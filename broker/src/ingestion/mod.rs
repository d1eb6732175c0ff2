//! Ingestion router: the single entry point for upstream deliveries.
//!
//! A delivery is a raw JSON body plus [`DeliveryHeaders`]. The router stores
//! the body verbatim, unwraps the envelope, resolves the source and kind from
//! the headers, translates the payload and hands the canonical event to the
//! [`Reconciler`].
//!
//! Every failure before reconciliation becomes a [`FailedEvent`] carrying the
//! raw payload, so nothing that reached the broker is lost. Business
//! rejections from the reconciler are answers, not failures, and are never
//! written to the failed-event store.
//!
//! [`ingest`](IngestionRouter::ingest) never returns an error and never panics.

use crate::metrics;
use crate::reconciler::{FailureReason, ProcessingResult, Reconciler};
use crate::translator::{TranslationContext, TranslatorRegistry};
use roomsync_core::environment::{Clock, IdGenerator};
use roomsync_core::failed_event::{FailedEvent, FailedEventStore, IngestionErrorKind};
use roomsync_core::raw_event::{DeliveryHeaders, RawEventStore};
use roomsync_core::source::{EventKind, SourceType};
use serde::Deserialize;
use std::sync::Arc;

/// Outer shape of every delivery body.
#[derive(Debug, Deserialize)]
#[serde(rename_all = "camelCase")]
struct Envelope {
    event_id: Option<String>,
    reservation_id: Option<String>,
    payload: serde_json::Value,
}

/// Final answer for one delivery.
#[derive(Debug, Clone, PartialEq)]
pub enum IngestionOutcome {
    /// Translated and reconciled (including harmless no-ops)
    Accepted {
        /// Effective delivery id
        event_id: String,
        /// Reconciliation result
        result: ProcessingResult,
    },
    /// Translated, but the reconciler refused it
    Rejected {
        /// Effective delivery id
        event_id: String,
        /// Why
        reason: FailureReason,
    },
    /// Could not be routed; a failed event was recorded
    Failed {
        /// Effective delivery id
        event_id: String,
        /// Error class
        kind: IngestionErrorKind,
        /// Human-readable cause
        message: String,
    },
}

impl IngestionOutcome {
    /// Effective delivery id
    #[must_use]
    pub fn event_id(&self) -> &str {
        match self {
            Self::Accepted { event_id, .. }
            | Self::Rejected { event_id, .. }
            | Self::Failed { event_id, .. } => event_id,
        }
    }

    /// Whether the delivery was accepted
    #[must_use]
    pub const fn is_accepted(&self) -> bool {
        matches!(self, Self::Accepted { .. })
    }

    /// Label used in logs and metrics
    #[must_use]
    pub const fn as_str(&self) -> &'static str {
        match self {
            Self::Accepted { .. } => "accepted",
            Self::Rejected { .. } => "rejected",
            Self::Failed { .. } => "failed",
        }
    }
}

/// A routing failure, before it is recorded.
struct Failure {
    kind: IngestionErrorKind,
    message: String,
    reservation_id: Option<String>,
}

impl Failure {
    fn new(kind: IngestionErrorKind, message: impl Into<String>) -> Self {
        Self {
            kind,
            message: message.into(),
            reservation_id: None,
        }
    }

    fn for_reservation(mut self, reservation_id: Option<String>) -> Self {
        self.reservation_id = reservation_id;
        self
    }
}

/// Collaborators of the router.
#[derive(Clone)]
pub struct IngestionEnvironment {
    /// Raw body store
    pub raw_store: Arc<dyn RawEventStore>,
    /// Failed-event store
    pub failed_events: Arc<dyn FailedEventStore>,
    /// Time source
    pub clock: Arc<dyn Clock>,
    /// Event id source
    pub ids: Arc<dyn IdGenerator>,
}

impl IngestionEnvironment {
    /// Creates a new `IngestionEnvironment`
    #[must_use]
    pub fn new(
        raw_store: Arc<dyn RawEventStore>,
        failed_events: Arc<dyn FailedEventStore>,
        clock: Arc<dyn Clock>,
        ids: Arc<dyn IdGenerator>,
    ) -> Self {
        Self {
            raw_store,
            failed_events,
            clock,
            ids,
        }
    }
}

/// Routes deliveries to translators and the reconciler.
pub struct IngestionRouter {
    env: IngestionEnvironment,
    translators: TranslatorRegistry,
    reconciler: Arc<Reconciler>,
}

impl IngestionRouter {
    /// Creates a new `IngestionRouter`
    #[must_use]
    pub fn new(
        env: IngestionEnvironment,
        translators: TranslatorRegistry,
        reconciler: Arc<Reconciler>,
    ) -> Self {
        Self {
            env,
            translators,
            reconciler,
        }
    }

    /// The reconciler deliveries are routed to
    #[must_use]
    pub fn reconciler(&self) -> &Arc<Reconciler> {
        &self.reconciler
    }

    /// Handle one delivery.
    #[tracing::instrument(
        skip_all,
        fields(
            source = headers.source.as_deref().unwrap_or_default(),
            correlation_id = headers.correlation_id.as_deref().unwrap_or_default(),
            event_id = tracing::field::Empty,
        )
    )]
    pub async fn ingest(&self, raw_body: &str, headers: &DeliveryHeaders) -> IngestionOutcome {
        if let Err(e) = self.env.raw_store.store(raw_body, headers).await {
            tracing::error!(error = %e, "Failed to store raw delivery; continuing");
        }

        let source = headers.source.as_deref().and_then(SourceType::from_alias);

        let envelope: Envelope = match serde_json::from_str(raw_body) {
            Ok(envelope) => envelope,
            Err(e) => {
                let event_id = self.effective_event_id(headers, None);
                let failure = Failure::new(
                    IngestionErrorKind::ParseError,
                    format!("JSON parse failed: {e}"),
                );
                return self.fail(event_id, source, headers, raw_body, failure).await;
            },
        };

        let event_id = self.effective_event_id(headers, envelope.event_id.as_deref());
        tracing::Span::current().record("event_id", event_id.as_str());

        match self.route(&event_id, source, headers, envelope).await {
            Ok(result) => {
                let outcome = match result.failure_reason {
                    Some(reason) => IngestionOutcome::Rejected { event_id, reason },
                    None => IngestionOutcome::Accepted { event_id, result },
                };
                metrics::record_ingestion(source, outcome.as_str());
                outcome
            },
            Err(failure) => self.fail(event_id, source, headers, raw_body, failure).await,
        }
    }

    async fn route(
        &self,
        event_id: &str,
        source: Option<SourceType>,
        headers: &DeliveryHeaders,
        envelope: Envelope,
    ) -> Result<ProcessingResult, Failure> {
        let reservation_id = envelope.reservation_id;

        let Some(source) = source else {
            let message = match headers.source.as_deref() {
                Some(raw) => format!("Unknown source: {raw}"),
                None => "Missing source header".to_string(),
            };
            return Err(Failure::new(IngestionErrorKind::InvalidSource, message)
                .for_reservation(reservation_id));
        };
        let kind = EventKind::from_alias(headers.event_kind.as_deref());

        let Some(translator) = self.translators.get(source) else {
            return Err(Failure::new(
                IngestionErrorKind::TranslatorNotFound,
                format!("No translator registered for {source}"),
            )
            .for_reservation(reservation_id));
        };

        let payload = serde_json::to_string(&envelope.payload).map_err(|e| {
            Failure::new(
                IngestionErrorKind::PayloadSerializationFailed,
                format!("Payload serialization failed: {e}"),
            )
            .for_reservation(reservation_id.clone())
        })?;

        let ctx = TranslationContext {
            event_id: self.env.ids.next_id(),
            delivery_id: event_id,
            kind,
            received_at: self.env.clock.now(),
        };
        let event = translator.translate(&payload, &ctx).map_err(|e| {
            metrics::record_translation_failure(source);
            Failure::new(IngestionErrorKind::TranslationFailed, e.to_string())
                .for_reservation(reservation_id.clone())
        })?;

        tracing::debug!(
            reservation = %event.source_reservation_id,
            kind = %event.kind,
            "Delivery translated"
        );

        self.reconciler.process(event).await.map_err(|e| {
            Failure::new(IngestionErrorKind::ReconciliationError, e.to_string())
                .for_reservation(reservation_id)
        })
    }

    /// Header id, else body id, else a fresh one. Blank counts as absent.
    fn effective_event_id(&self, headers: &DeliveryHeaders, body_event_id: Option<&str>) -> String {
        [headers.event_id.as_deref(), body_event_id]
            .into_iter()
            .flatten()
            .map(str::trim)
            .find(|id| !id.is_empty())
            .map_or_else(|| self.env.ids.next_id().to_string(), ToOwned::to_owned)
    }

    async fn fail(
        &self,
        event_id: String,
        source: Option<SourceType>,
        headers: &DeliveryHeaders,
        raw_body: &str,
        failure: Failure,
    ) -> IngestionOutcome {
        tracing::warn!(
            kind = failure.kind.as_str(),
            message = %failure.message,
            "Delivery failed; recording failed event"
        );

        let failed = FailedEvent {
            event_id: event_id.clone(),
            source_header: headers.source.clone(),
            event_kind_header: headers.event_kind.clone(),
            correlation_id: headers.correlation_id.clone(),
            reservation_id: failure.reservation_id,
            raw_payload: raw_body.to_string(),
            error_kind: failure.kind,
            error_message: failure.message.clone(),
            failed_at: self.env.clock.now(),
            retry_count: 0,
            resolved: false,
        };
        if let Err(e) = self.env.failed_events.enqueue(failed).await {
            tracing::error!(error = %e, event_id = %event_id, "Failed to record failed event");
        }

        metrics::record_ingestion(source, "failed");
        IngestionOutcome::Failed {
            event_id,
            kind: failure.kind,
            message: failure.message,
        }
    }
}
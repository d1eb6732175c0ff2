//! Source `B`: a global host platform with split guest names and epoch millis.

use super::{Issued, PlatformError, PlatformSimulator, ReservationBook};
use rand::Rng;
use rand::seq::SliceRandom;
use roomsync_broker::translator::time::ISO_DATE;
use roomsync_core::environment::Clock;
use roomsync_core::event::StayRange;
use roomsync_core::source::SourceType;
use serde::Serialize;
use std::sync::Arc;

const CODE_CHARS: &[u8] = b"ABCDEFGHIJKLMNOPQRSTUVWXYZ0123456789";
const CODE_LEN: usize = 10;

const CURRENCIES: [&str; 4] = ["USD", "KRW", "EUR", "JPY"];
const CANCEL_POLICIES: [&str; 3] = ["FLEXIBLE", "MODERATE", "STRICT"];
const TIMEZONES: [&str; 4] = ["Asia/Seoul", "America/New_York", "Europe/London", "Asia/Tokyo"];

/// Listing id the platform uses for `room_code`
#[must_use]
pub fn listing_id(room_code: &str) -> String {
    format!("LST-{room_code}")
}

/// Native reservation payload.
#[derive(Debug, Clone, Default, Serialize)]
#[serde(rename_all = "camelCase")]
pub struct BetaReservation {
    /// Ten-character confirmation code
    pub confirmation_code: String,
    /// `LST-` listing id
    #[serde(skip_serializing_if = "Option::is_none")]
    pub listing_id: Option<String>,
    /// Host id
    #[serde(skip_serializing_if = "Option::is_none")]
    pub host_id: Option<String>,
    /// `yyyy-MM-dd`
    #[serde(skip_serializing_if = "Option::is_none")]
    pub check_in: Option<String>,
    /// `yyyy-MM-dd`
    #[serde(skip_serializing_if = "Option::is_none")]
    pub check_out: Option<String>,
    /// Night count
    #[serde(skip_serializing_if = "Option::is_none")]
    pub nights: Option<i64>,
    /// First name
    #[serde(skip_serializing_if = "Option::is_none")]
    pub guest_first_name: Option<String>,
    /// Last name
    #[serde(skip_serializing_if = "Option::is_none")]
    pub guest_last_name: Option<String>,
    /// Email
    #[serde(skip_serializing_if = "Option::is_none")]
    pub guest_email: Option<String>,
    /// Party size
    #[serde(skip_serializing_if = "Option::is_none")]
    pub number_of_guests: Option<u32>,
    /// Payout after host fee
    #[serde(skip_serializing_if = "Option::is_none")]
    pub total_payout: Option<f64>,
    /// Host fee
    #[serde(skip_serializing_if = "Option::is_none")]
    pub host_service_fee: Option<f64>,
    /// Cleaning fee
    #[serde(skip_serializing_if = "Option::is_none")]
    pub cleaning_fee: Option<f64>,
    /// ISO currency code
    #[serde(skip_serializing_if = "Option::is_none")]
    pub currency: Option<String>,
    /// English status enum
    pub status: String,
    /// Cancellation policy
    #[serde(skip_serializing_if = "Option::is_none")]
    pub cancellation_policy: Option<String>,
    /// Listing timezone
    #[serde(skip_serializing_if = "Option::is_none")]
    pub timezone: Option<String>,
    /// Epoch millis
    #[serde(skip_serializing_if = "Option::is_none")]
    pub created_at: Option<i64>,
    /// Epoch millis
    pub updated_at: i64,
}

/// Source `B` simulator.
pub struct BetaPlatform {
    clock: Arc<dyn Clock>,
    book: ReservationBook<BetaReservation>,
}

impl BetaPlatform {
    /// Create an empty platform
    #[must_use]
    pub fn new(clock: Arc<dyn Clock>) -> Self {
        Self {
            clock,
            book: ReservationBook::default(),
        }
    }

    fn now_millis(&self) -> i64 {
        self.clock.now().timestamp_millis()
    }
}

/// Split at the first space; a single word is all first name.
fn split_name(name: &str) -> (String, String) {
    match name.trim().split_once(' ') {
        Some((first, last)) => (first.to_string(), last.trim().to_string()),
        None => (name.trim().to_string(), String::new()),
    }
}

fn round_cents(value: f64) -> f64 {
    (value * 100.0).round() / 100.0
}

fn confirmation_code(rng: &mut impl Rng) -> String {
    (0..CODE_LEN)
        .map(|_| char::from(CODE_CHARS[rng.gen_range(0..CODE_CHARS.len())]))
        .collect()
}

impl PlatformSimulator for BetaPlatform {
    fn source(&self) -> SourceType {
        SourceType::Beta
    }

    #[allow(clippy::cast_precision_loss)]
    fn book(&self, room: &str, guest: &str, stay: StayRange) -> Result<Issued, PlatformError> {
        let mut rng = rand::thread_rng();
        let now = self.now_millis();
        let (first, last) = split_name(guest);

        let nightly = 80.0 + rng.gen_range(0.0..300.0);
        let cleaning = 30.0 + rng.gen_range(0.0..70.0);
        let subtotal = nightly * stay.nights() as f64 + cleaning;
        let host_fee = subtotal * 0.03;

        let reservation = BetaReservation {
            confirmation_code: confirmation_code(&mut rng),
            listing_id: Some(listing_id(room)),
            host_id: Some(format!("HOST-{}", rng.gen_range(1000..10_000))),
            check_in: Some(stay.check_in().format(ISO_DATE).to_string()),
            check_out: Some(stay.check_out().format(ISO_DATE).to_string()),
            nights: Some(stay.nights()),
            guest_email: Some(format!(
                "{}{}@email.com",
                first.to_lowercase(),
                rng.gen_range(0..100)
            )),
            guest_first_name: Some(first),
            guest_last_name: Some(last),
            number_of_guests: Some(rng.gen_range(1..=4)),
            total_payout: Some(round_cents(subtotal - host_fee)),
            host_service_fee: Some(round_cents(host_fee)),
            cleaning_fee: Some(round_cents(cleaning)),
            currency: CURRENCIES.choose(&mut rng).map(ToString::to_string),
            status: "ACCEPTED".to_string(),
            cancellation_policy: CANCEL_POLICIES.choose(&mut rng).map(ToString::to_string),
            timezone: TIMEZONES.choose(&mut rng).map(ToString::to_string),
            created_at: Some(now),
            updated_at: now,
        };

        let issued = Issued::encode(SourceType::Beta, &reservation.confirmation_code, &reservation)?;
        self.book.store(reservation.confirmation_code.clone(), reservation);
        Ok(issued)
    }

    fn cancel(&self, reservation_id: &str) -> Result<Issued, PlatformError> {
        let updated_at = self.now_millis();
        let reservation = match self.book.take(reservation_id) {
            Some(existing) => BetaReservation {
                status: "CANCELLED".to_string(),
                updated_at,
                ..existing
            },
            None => BetaReservation {
                confirmation_code: reservation_id.to_string(),
                status: "CANCELLED".to_string(),
                updated_at,
                ..BetaReservation::default()
            },
        };
        Issued::encode(SourceType::Beta, reservation_id, &reservation)
    }

    fn has_reservation(&self, reservation_id: &str) -> bool {
        self.book.contains(reservation_id)
    }
}

#[cfg(test)]
#[allow(clippy::unwrap_used)]
mod tests {
    use super::*;
    use roomsync_broker::translator::{TranslationContext, beta};
    use roomsync_core::event::EventStatus;
    use roomsync_core::source::EventKind;
    use roomsync_testing::mocks::test_clock;
    use uuid::Uuid;

    #[test]
    fn names_split_at_the_first_space() {
        assert_eq!(split_name("Minsu Kim"), ("Minsu".into(), "Kim".into()));
        assert_eq!(split_name("Jane van Dyke"), ("Jane".into(), "van Dyke".into()));
        assert_eq!(split_name("Cher"), ("Cher".into(), String::new()));
    }

    #[test]
    fn confirmation_codes_are_ten_alphanumerics() {
        let code = confirmation_code(&mut rand::thread_rng());
        assert_eq!(code.len(), CODE_LEN);
        assert!(code.bytes().all(|b| CODE_CHARS.contains(&b)));
    }

    #[test]
    fn booking_then_cancel_translates_back() {
        let platform = BetaPlatform::new(Arc::new(test_clock()));
        let stay = StayRange::new(
            chrono::NaiveDate::from_ymd_opt(2025, 9, 1).unwrap(),
            chrono::NaiveDate::from_ymd_opt(2025, 9, 3).unwrap(),
        )
        .unwrap();
        let booked = platform.book("R-201", "Jihyun Park", stay).unwrap();
        let cancelled = platform.cancel(&booked.reservation_id).unwrap();

        let ctx = TranslationContext {
            event_id: Uuid::nil(),
            delivery_id: "d-1",
            kind: EventKind::Cancellation,
            received_at: test_clock().now(),
        };
        let event = beta::translator()
            .translate(&cancelled.payload.to_string(), &ctx)
            .unwrap();

        assert_eq!(event.source_reservation_id, booked.reservation_id);
        assert_eq!(event.room_ref.as_deref(), Some("LST-R-201"));
        assert_eq!(event.guest.name.as_deref(), Some("Jihyun Park"));
        assert_eq!(event.status, EventStatus::Cancelled);
        assert_eq!(event.stay, Some(stay));
        assert!(!platform.has_reservation(&booked.reservation_id));
    }
}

────────────────────────────────────────

• [Task to complete]: From the listing above, copy every line where the string "SourceType" is found.

• [Response to the exercise]:
use roomsync_core::source::{EventKind, SourceType};
        let source = headers.source.as_deref().and_then(SourceType::from_alias);
        source: Option<SourceType>,
        source: Option<SourceType>,
use roomsync_core::source::SourceType;
    fn source(&self) -> SourceType {
        SourceType::Beta
        let issued = Issued::encode(SourceType::Beta, &reservation.confirmation_code, &reservation)?;
        Issued::encode(SourceType::Beta, reservation_id, &reservation)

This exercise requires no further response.